Sono le 13.58, Anna l’educatrice arriverà tra due minuti. Fisso il citofono, resto in silenzio, sento il mio cuore. Ho la tachicardia, ma come è possibile? Allora sono viva. Suona. Le apro. Aspetto Anna sull’uscio della porta, la sento far le scale, provo ad immaginarla, ma la mia fantasia non riesce a smuoversi dall’immagine della signorina Rottemeier. È sempre più vicina, il suono dei suoi passi è sempre più vivo. Ma chi me l’ha fatto fare? È su questa domanda che Anna si palesa. Eccola. Non molto alta, fisico atletico, Mora, ha gli occhi gentili ed anche il suo “Buongiorno Signora, sono Anna” appare caldo.

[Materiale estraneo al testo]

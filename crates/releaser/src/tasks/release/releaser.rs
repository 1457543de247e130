//! Tagging and releasing of a single repository

use crate::crds::{ReleaseAction, Repository};
use crate::tasks::credentials::{Author, Credentials};
use crate::tasks::git::{
    sync_working_copy, GitAuth, GitError, GitOperations, SyncStage, WorkspaceCache,
};
use crate::tasks::metrics::MetricsSink;
use crate::tasks::providers::ProviderFactory;
use scm::{ReleaseOutcome, ReleaseSpec, ScmError};
use std::sync::Arc;
use thiserror::Error;
use tracing::{debug, info, instrument, warn};

/// Failure of one repository step. Every variant is retryable.
#[derive(Debug, Error)]
pub enum ReleaseError {
    #[error("no version to release")]
    MissingVersion { address: String },

    #[error("cannot prepare credentials: {source}")]
    Auth { address: String, source: GitError },

    #[error("clone or fetch failed: {source}")]
    Clone { address: String, source: GitError },

    #[error("checkout failed: {source}")]
    Checkout { address: String, source: GitError },

    #[error("pull failed: {source}")]
    Pull { address: String, source: GitError },

    #[error("cannot create tag {tag}: {source}")]
    Tag {
        address: String,
        tag: String,
        source: GitError,
    },

    #[error("cannot push tag {tag}: {source}")]
    Push {
        address: String,
        tag: String,
        source: GitError,
    },

    #[error("provider release failed: {source}")]
    Provider { address: String, source: ScmError },
}

impl ReleaseError {
    /// Remote the failure happened on.
    pub fn address(&self) -> &str {
        match self {
            ReleaseError::MissingVersion { address }
            | ReleaseError::Auth { address, .. }
            | ReleaseError::Clone { address, .. }
            | ReleaseError::Checkout { address, .. }
            | ReleaseError::Pull { address, .. }
            | ReleaseError::Tag { address, .. }
            | ReleaseError::Push { address, .. }
            | ReleaseError::Provider { address, .. } => address,
        }
    }

    pub(crate) fn from_sync(address: &str, (stage, source): (SyncStage, GitError)) -> Self {
        let address = address.to_string();
        match stage {
            SyncStage::Clone => ReleaseError::Clone { address, source },
            SyncStage::Checkout => ReleaseError::Checkout { address, source },
            SyncStage::Pull => ReleaseError::Pull { address, source },
        }
    }
}

/// What happened to one repository
#[derive(Debug, Clone, PartialEq, Eq)]
pub struct ReleaseReport {
    pub repository: String,
    pub address: String,
    pub version: String,
    pub action: ReleaseAction,
    /// `false` when the tag already existed on the remote
    pub tag_created: bool,
    /// Provider outcome; `None` for tag-only repositories and for providers
    /// without an API client
    pub release: Option<ReleaseOutcome>,
}

pub struct RepositoryReleaser {
    git: Arc<dyn GitOperations>,
    cache: Arc<WorkspaceCache>,
    providers: Arc<dyn ProviderFactory>,
    metrics: Arc<dyn MetricsSink>,
}

impl RepositoryReleaser {
    pub fn new(
        git: Arc<dyn GitOperations>,
        cache: Arc<WorkspaceCache>,
        providers: Arc<dyn ProviderFactory>,
        metrics: Arc<dyn MetricsSink>,
    ) -> Self {
        Self {
            git,
            cache,
            providers,
            metrics,
        }
    }

    /// Tag `repo` at the tip of its branch, then run its release action.
    #[instrument(skip_all, fields(repository = %repo.name, address = %repo.address))]
    pub async fn release_one(
        &self,
        repo: &Repository,
        request_version: &str,
        credentials: &Credentials,
        author: &Author,
    ) -> Result<ReleaseReport, ReleaseError> {
        let address = repo.address.clone();
        let version = repo.effective_version(request_version).trim().to_string();
        if version.is_empty() {
            return Err(ReleaseError::MissingVersion { address });
        }
        let branch = repo.effective_branch();

        let auth = GitAuth::from_credentials(credentials).map_err(|source| ReleaseError::Auth {
            address: address.clone(),
            source,
        })?;
        let dir = self
            .cache
            .path_for(&address)
            .map_err(|source| ReleaseError::Clone {
                address: address.clone(),
                source,
            })?;

        let tag_created = {
            let _guard = self.cache.lock(&dir).await;

            sync_working_copy(self.git.as_ref(), &address, branch, &dir, &auth)
                .await
                .map_err(|e| ReleaseError::from_sync(&address, e))?;

            let exists = self
                .git
                .remote_tag_exists(&dir, &version, &auth)
                .await
                .map_err(|source| ReleaseError::Clone {
                    address: address.clone(),
                    source,
                })?;

            if exists {
                info!(tag = %version, "Tag already exists on remote, skipping");
                false
            } else {
                self.git
                    .create_tag(&dir, &version, repo.effective_message(), author)
                    .await
                    .map_err(|source| ReleaseError::Tag {
                        address: address.clone(),
                        tag: version.clone(),
                        source,
                    })?;
                self.git
                    .push_tag(&dir, &version, &auth)
                    .await
                    .map_err(|source| ReleaseError::Push {
                        address: address.clone(),
                        tag: version.clone(),
                        source,
                    })?;
                self.metrics.tag();
                info!(tag = %version, branch = %branch, "Pushed tag");
                true
            }
        };

        let action = repo.effective_action(&version);
        let release = match action {
            ReleaseAction::PreRelease | ReleaseAction::Release => {
                self.provider_release(repo, &version, action, credentials)
                    .await?
            }
            ReleaseAction::Tag | ReleaseAction::Auto => None,
        };

        Ok(ReleaseReport {
            repository: repo.name.clone(),
            address,
            version,
            action,
            tag_created,
            release,
        })
    }

    async fn provider_release(
        &self,
        repo: &Repository,
        version: &str,
        action: ReleaseAction,
        credentials: &Credentials,
    ) -> Result<Option<ReleaseOutcome>, ReleaseError> {
        let provider_error = |source: ScmError| ReleaseError::Provider {
            address: repo.address.clone(),
            source,
        };

        let Some(client) = self
            .providers
            .client(repo, credentials.token())
            .map_err(provider_error)?
        else {
            warn!(
                provider = %repo.effective_provider(),
                "Provider has no release API client, keeping the tag only"
            );
            return Ok(None);
        };

        let prerelease = action == ReleaseAction::PreRelease;
        let spec = ReleaseSpec::new(version, repo.effective_branch()).prerelease(prerelease);
        let outcome = client.release(&spec).await.map_err(provider_error)?;
        debug!(tag = %version, ?outcome, "Provider release finished");

        if outcome != ReleaseOutcome::AlreadyPublished {
            if prerelease {
                self.metrics.pre_release();
            } else {
                self.metrics.release();
            }
        }
        Ok(Some(outcome))
    }
}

Le offro qualcosa da bere. Metto sul fuoco una teiera. Avviso Chloe, che decide di rispondermi alzando così tanto il volume della radio che devo chiudere la porta dell’anticamera per sentire Anna. “Come sta signora? Che mestiere fa?” era tempo che non parlavo di me, ero così annodata al mio dolore che avevo smesso di essere, che avevo smesso di raccontarmi. Improvvisamente piango. Cosa penserà di me? Che sono una di quelle mamme frignone. Anna non si smuove, cerca solo un fazzoletto e me lo porge.
È un mese che Anna frequenta la nostra casa, ormai è fissa nella mia mente la sua immagine seduta davanti alla porta di Chloe. Le parla. Resta lì, ad ogni domanda le lascia il tempo di rispondere, anche se lei non lo fa. Si ritaglia sempre un po’ di tempo per avere un momento con me. Ormai è un appuntamento fisso.
Sono in ritardo, oggi la metropolitana ha avuto un guasto. Anna starà aspettando. Le invio un messaggio. Ecco la risposta. “sono su, mi ha aperto Chloe”.